Total ESI Spending on Administered and Prescription Drugs was $1,756 per Person in 2020; 27% of this Spending was on Administered Drugs
In 2020, per person spending on all drugs among individuals with ESI was $1,756. Of this total, $477 (27%) was on administered drugs and $1,279 (73%) was on prescription drugs (Figure 1). Thus, total drug spending (including administered and prescription drugs) was 31% of total per person spending in 2020 across all service categories ($5,607, as reported in the 2020 HCCUR). Fees associated with administration of drugs accounted for an average of 11% of total administered drug spending.
ESI Spending on Administered Drugs Grew Faster than Spending on Prescription Drugs over 2016-2020
While prescription drugs made up a greater percentage of total drug spending, administered drug spending grew significantly faster than prescription drug spending over the 2016-2020 period (Figure 2).
Per-person spending on administered drugs increased 31% from 2016 to 2020 (from $364 in 2016 to $477 in 2020) (Figure 2). Prescription drug spending also increased during this time but at a lower rate, 21%, from $1,054 to $1,279. In 2020, those trends shifted with administered drug spending declining (consistent with the decrease in medical service use during the first year of the COVID-19 pandemic) and prescription drug spending rising.
Administered Drug Prices Increased Faster than Prescription Drug Prices over 2016-2020
The growth in spending in administered and prescription drugs may be explained by rising use, rising prices, or a combination of the two factors. While the use of both types of drugs remained relatively unchanged over this period (see Downloadable Data), prices for both categories rose.
We examined prices over time by dividing total spending on each category of drugs by total use (e.g., claims in the case of administered drugs). We found that prices for prescription drugs increased modestly, from $105 in 2016 to $122 in 2020, a 15% increase. In contrast, prices for drugs administered in an outpatient setting increased by 46%, from $297 in 2016 to $432 in 2020. Consistent with earlier work, prices for drugs administered in professional settings were lower than drugs administered in outpatient settings in each year, but still rose at similar rates. Prices of drugs administered in professional settings rose from $123 in 2016 to $173 in 2020, a 41% increase (Figure 3).

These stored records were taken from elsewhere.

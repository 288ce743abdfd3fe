use std::collections::HashSet;
use std::fmt;
use std::rc::Rc;

use crate::host::ObjectModel;
use crate::template::substitute;

use super::feature::MetaFeature;

/// Cached description of one metaclass: its inheritance chain and its
/// features in discovery order.
///
/// Built once per metaclass name by [`Session::metaclass_info`](crate::Session::metaclass_info).
pub struct MetaclassInfo<H: ObjectModel> {
    metaclass: H::Metaclass,
    name: String,
    qualified_name: Option<String>,
    chain: Vec<String>,
    subs: Vec<String>,
    features: Vec<Rc<MetaFeature<H>>>,
}

impl<H: ObjectModel> MetaclassInfo<H> {
    pub(crate) fn build(
        host: &H,
        metaclass: H::Metaclass,
        name: String,
        features: Vec<Rc<MetaFeature<H>>>,
    ) -> Self {
        let subs = host
            .sub_metaclasses(&metaclass)
            .iter()
            .filter_map(|m| host.metaclass_name(m))
            .collect();
        Self {
            chain: inheritance_chain(host, &metaclass, &name),
            qualified_name: host.metaclass_qualified_name(&metaclass),
            subs,
            metaclass,
            name,
            features,
        }
    }

    pub fn metaclass(&self) -> &H::Metaclass {
        &self.metaclass
    }

    pub fn name(&self) -> &str {
        &self.name
    }

    pub fn qualified_name(&self) -> Option<&str> {
        self.qualified_name.as_deref()
    }

    /// The metaclass followed by its primary ancestors, nearest first.
    pub fn super_metaclasses(&self) -> &[String] {
        &self.chain
    }

    /// Names of the direct sub-metaclasses.
    pub fn sub_metaclasses(&self) -> &[String] {
        &self.subs
    }

    pub fn features(&self) -> &[Rc<MetaFeature<H>>] {
        &self.features
    }

    pub fn feature(&self, name: &str) -> Option<&Rc<MetaFeature<H>>> {
        self.features.iter().find(|f| f.name() == name)
    }

    /// The inheritance chain joined by `separator`, e.g. `UseCase > ModelElement`.
    pub fn signature(&self, separator: &str) -> String {
        self.chain.join(separator)
    }

    /// One rendered feature signature per feature, joined by `separator`
    /// (newline, or `<br/>` in HTML mode, when `None`).
    pub fn body(&self, template: Option<&str>, separator: Option<&str>, html: bool) -> String {
        let separator = separator.unwrap_or(if html { "<br/>" } else { "\n" });
        self.features
            .iter()
            .map(|f| f.signature(template, html))
            .collect::<Vec<_>>()
            .join(separator)
    }

    /// Signature followed by the body.
    ///
    /// `layout` may use `$mcsig` and `$mcbody`; it defaults to the two joined
    /// by a line break.
    pub fn text(&self, layout: Option<&str>, view: &MetaclassView<'_>) -> String {
        let layout = layout.unwrap_or(if view.html {
            "$mcsig<br/>$mcbody"
        } else {
            "$mcsig\n$mcbody"
        });
        let signature = self.signature(view.signature_separator);
        let body = self.body(view.feature_template, view.feature_separator, view.html);
        substitute(
            layout,
            &[("mcsig", signature.as_str()), ("mcbody", body.as_str())],
        )
    }
}

/// Rendering options for [`MetaclassInfo::text`].
#[derive(Debug, Clone, Copy)]
pub struct MetaclassView<'a> {
    pub signature_separator: &'a str,
    pub feature_template: Option<&'a str>,
    pub feature_separator: Option<&'a str>,
    pub html: bool,
}

impl Default for MetaclassView<'_> {
    fn default() -> Self {
        Self {
            signature_separator: " > ",
            feature_template: None,
            feature_separator: None,
            html: false,
        }
    }
}

impl<H: ObjectModel> fmt::Debug for MetaclassInfo<H> {
    fn fmt(&self, f: &mut fmt::Formatter<'_>) -> fmt::Result {
        f.debug_struct("MetaclassInfo")
            .field("name", &self.name)
            .field("chain", &self.chain)
            .field("features", &self.features)
            .finish()
    }
}

impl<H: ObjectModel> fmt::Display for MetaclassInfo<H> {
    fn fmt(&self, f: &mut fmt::Formatter<'_>) -> fmt::Result {
        write!(f, "{}", self.name)
    }
}

/// Follow the first super-metaclass upwards, stopping on unnamed handles
/// or on a name already visited.
fn inheritance_chain<H: ObjectModel>(
    host: &H,
    metaclass: &H::Metaclass,
    name: &str,
) -> Vec<String> {
    let mut chain = vec![name.to_string()];
    let mut seen: HashSet<String> = chain.iter().cloned().collect();
    let mut current = host.super_metaclasses(metaclass).into_iter().next();
    while let Some(parent) = current {
        let Some(parent_name) = host.metaclass_name(&parent) else {
            break;
        };
        if !seen.insert(parent_name.clone()) {
            tracing::warn!(metaclass = %name, at = %parent_name, "inheritance cycle");
            break;
        }
        chain.push(parent_name);
        current = host.super_metaclasses(&parent).into_iter().next();
    }
    chain
}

HCCI Data Supports Policy Efforts to Monitor Drug Spending in ESI Population
Combining data on prescription and administered drugs, we found that total per person spending on drugs among ESI enrollees was $1,756, or 31% of total per person spending as reported in HCCUR. Just over 70% of this spending was on prescription drugs, with the remainder spent on administered drugs. Even though administered drugs represent a smaller proportion of total drug spending, spending on these drugs has risen considerably faster than spending on prescription drugs, driven by rising prices. Our calculations based on these per-person estimates suggest that total ESI spending on drugs increased from $252 billion in 2016 to $312 billion in 2020 (24% growth).

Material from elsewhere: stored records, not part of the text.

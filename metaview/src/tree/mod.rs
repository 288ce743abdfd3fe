//! Projection of element descriptors onto a generic tree widget.
//!
//! A host widget drives [`TreeContent`]: it asks for roots, expands nodes
//! with `children`, and styles them with the label, icon and color hints.
//! The hints carry no semantics.

mod icon;
mod projector;

pub use icon::{ELEMENT_FOREGROUND, IconKey, IconProvider, Rgb, SLOT_FOREGROUND};
pub use projector::{ModelTree, TreeContent, TreeNode};
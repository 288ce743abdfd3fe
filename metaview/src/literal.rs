use std::borrow::Cow;
use std::fmt;

/// An enumeration literal as seen by the introspection engine.
///
/// Carries the (possibly qualified) name of the enumeration type and the
/// literal's own name. Hosts produce these from their native enum values.
#[derive(Debug, Clone, PartialEq, Eq, Hash)]
#[cfg_attr(feature = "serde", derive(serde::Serialize, serde::Deserialize))]
pub struct EnumLiteral {
    enumeration: Cow<'static, str>,
    name: Cow<'static, str>,
}

impl EnumLiteral {
    pub fn new(
        enumeration: impl Into<Cow<'static, str>>,
        name: impl Into<Cow<'static, str>>,
    ) -> Self {
        Self {
            enumeration: enumeration.into(),
            name: name.into(),
        }
    }

    /// Name of the enumeration type the literal belongs to.
    pub fn enumeration(&self) -> &str {
        &self.enumeration
    }

    /// Name of the literal itself.
    pub fn name(&self) -> &str {
        &self.name
    }
}

impl fmt::Display for EnumLiteral {
    fn fmt(&self, f: &mut fmt::Formatter<'_>) -> fmt::Result {
        write!(f, "{}", self.name)
    }
}

/// Rust enums usable as enumeration literals of a host model.
///
/// Usually derived with `#[derive(Literal)]`, which names the enumeration
/// after the type and each literal after its variant.
pub trait Literal {
    /// Returns the enumeration type name.
    fn enumeration(&self) -> Cow<'static, str>;

    /// Returns the literal name.
    fn literal(&self) -> Cow<'static, str>;

    fn to_enum_literal(&self) -> EnumLiteral {
        EnumLiteral::new(self.enumeration(), self.literal())
    }
}
use regex::Regex;

use crate::Result;

const DEFAULT_ACCESSOR_PATTERN: &str = "^(get|is)";

const DEFAULT_EXCLUDED_ACCESSORS: &[&str] = &[
    "toString",
    "hashCode",
    "compareTo",
    "wait",
    "accept",
    "notify",
    "notifyAll",
    "class",
    "getClass",
    "delete",
    "getmodifDate",
    "isValid",
    "hid",
    "getHid",
    "lid",
    "getLid",
    "getMetaclassId",
    "sessionId",
    "getSessionId",
    "getElementStatus",
];

/// Session configuration for discovery, path computation and caching.
///
/// Use the builder methods to customize, or [`Default`] for the
/// settings that match the common getter-based host runtimes.
///
/// # Examples
///
/// ```rust
/// use metaview::Config;
///
/// let config = Config::default()
///     .with_max_ancestor_depth(64)        // Shallow models only
///     .with_element_cache(true)           // Reuse descriptors by identifier
///     .with_excluded_accessor("getUuid"); // Hide bookkeeping accessors
/// ```
#[derive(Debug, Clone)]
pub struct Config {
    /// Accessor names must match this pattern to become features.
    /// Default: `^(get|is)`
    pub accessor_pattern: Regex,

    /// Accessor names that never become features, even when they match
    /// `accessor_pattern` (generic object protocol, identity, session and
    /// validity queries).
    pub excluded_accessors: Vec<String>,

    /// Whether discovery for a metaclass descriptor includes inherited accessors.
    /// Default: true
    pub include_inherited: bool,

    /// Maximum number of ancestors walked when computing parents and paths.
    /// Default: 256
    pub max_ancestor_depth: usize,

    /// Separator between ancestor names in an element path.
    /// Default: `.`
    pub path_separator: String,

    /// Separator between metaclass names in a metaclass signature.
    /// Default: ` > `
    pub signature_separator: String,

    /// Reuse element descriptors across lookups, keyed by the host's
    /// stable identifier. Cached descriptors keep their memoized slot values,
    /// so they never reflect later changes of the underlying instance.
    /// Default: false
    pub cache_elements: bool,
}

impl Default for Config {
    /// # Panics
    ///
    /// Never in practice: the default accessor pattern is a constant, valid regex.
    fn default() -> Self {
        Config {
            accessor_pattern: Regex::new(DEFAULT_ACCESSOR_PATTERN)
                .expect("default accessor pattern is valid"),
            excluded_accessors: DEFAULT_EXCLUDED_ACCESSORS
                .iter()
                .map(|s| s.to_string())
                .collect(),
            include_inherited: true,
            max_ancestor_depth: 256,
            path_separator: ".".into(),
            signature_separator: " > ".into(),
            cache_elements: false,
        }
    }
}

impl Config {
    /// Replace the accessor name pattern.
    ///
    /// Fails with [`Error::InvalidAccessorPattern`](crate::Error::InvalidAccessorPattern)
    /// if `pattern` is not a valid regular expression.
    pub fn with_accessor_pattern(mut self, pattern: &str) -> Result<Self> {
        self.accessor_pattern = Regex::new(pattern)?;
        Ok(self)
    }

    /// Add a name to the accessor denylist.
    pub fn with_excluded_accessor(mut self, name: impl Into<String>) -> Self {
        self.excluded_accessors.push(name.into());
        self
    }

    pub fn with_inherited_features(mut self, include: bool) -> Self {
        self.include_inherited = include;
        self
    }

    /// Set the ancestor walk cutoff.
    ///
    /// Ancestor chains deeper than this are reported as
    /// [`Error::AncestorDepthExceeded`](crate::Error::AncestorDepthExceeded).
    pub fn with_max_ancestor_depth(mut self, depth: usize) -> Self {
        self.max_ancestor_depth = depth;
        self
    }

    pub fn with_path_separator(mut self, separator: impl Into<String>) -> Self {
        self.path_separator = separator.into();
        self
    }

    pub fn with_signature_separator(mut self, separator: impl Into<String>) -> Self {
        self.signature_separator = separator.into();
        self
    }

    /// Enable or disable element descriptor reuse across lookups.
    pub fn with_element_cache(mut self, enabled: bool) -> Self {
        self.cache_elements = enabled;
        self
    }

    pub(crate) fn is_excluded(&self, accessor: &str) -> bool {
        self.excluded_accessors.iter().any(|name| name == accessor)
    }

    pub(crate) fn is_accessor_name(&self, accessor: &str) -> bool {
        self.accessor_pattern.is_match(accessor) && !self.is_excluded(accessor)
    }
}

#[cfg(test)]
mod tests {
    use super::*;

    #[test]
    fn default_accepts_getters_and_queries() {
        let config = Config::default();
        assert!(config.is_accessor_name("getName"));
        assert!(config.is_accessor_name("isAbstract"));
        assert!(!config.is_accessor_name("setName"));
        assert!(!config.is_accessor_name("name"));
    }

    #[test]
    fn denylist_wins_over_pattern() {
        let config = Config::default();
        assert!(!config.is_accessor_name("getClass"));
        assert!(!config.is_accessor_name("isValid"));
        assert!(!config.is_accessor_name("getSessionId"));

        let config = config.with_excluded_accessor("getUuid");
        assert!(!config.is_accessor_name("getUuid"));
    }

    #[test]
    fn invalid_pattern_is_reported() {
        let result = Config::default().with_accessor_pattern("^(get");
        assert!(matches!(result, Err(crate::Error::InvalidAccessorPattern(_))));
    }
}
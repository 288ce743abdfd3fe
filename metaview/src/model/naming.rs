use crate::host::{ObjectModel, TypeRef};
use crate::meta::type_name;

/// The instance's declared name, or its stable identifier when the name is
/// absent or blank.
pub fn name_or_id<H: ObjectModel>(host: &H, element: &H::Element) -> String {
    declared_name(host, element).unwrap_or_else(|| host.instance_stable_identifier(element))
}

/// `name : Metaclass`
pub fn element_signature<H: ObjectModel>(host: &H, element: &H::Element) -> String {
    let metaclass = host.instance_metaclass(element);
    format!(
        "{} : {}",
        name_or_id(host, element),
        type_name(host, &TypeRef::Metaclass(metaclass))
    )
}

pub(crate) fn declared_name<H: ObjectModel>(host: &H, element: &H::Element) -> Option<String> {
    host.instance_declared_name(element)
        .filter(|name| !name.trim().is_empty())
}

HCCI's public HCCUR data allows policymakers, advocates, researchers, and other users to monitor spending on and use and prices of both prescription and administered drugs. Further, these data allow for more comprehensive tracking of trends between these two discrete drug categories. Drug prices have been the target of most policy efforts to lower prices to date (e.g., direct government negotiation of prices). While these efforts have largely focused on prescription drugs, there is increasing recognition of the need to address high prices for administered drugs, especially as biosimilars become more widely available. Comprehensive and longitudinal data on prices, spend, and use for all drug utilization among the ESI population will be crucial in these ongoing policy efforts.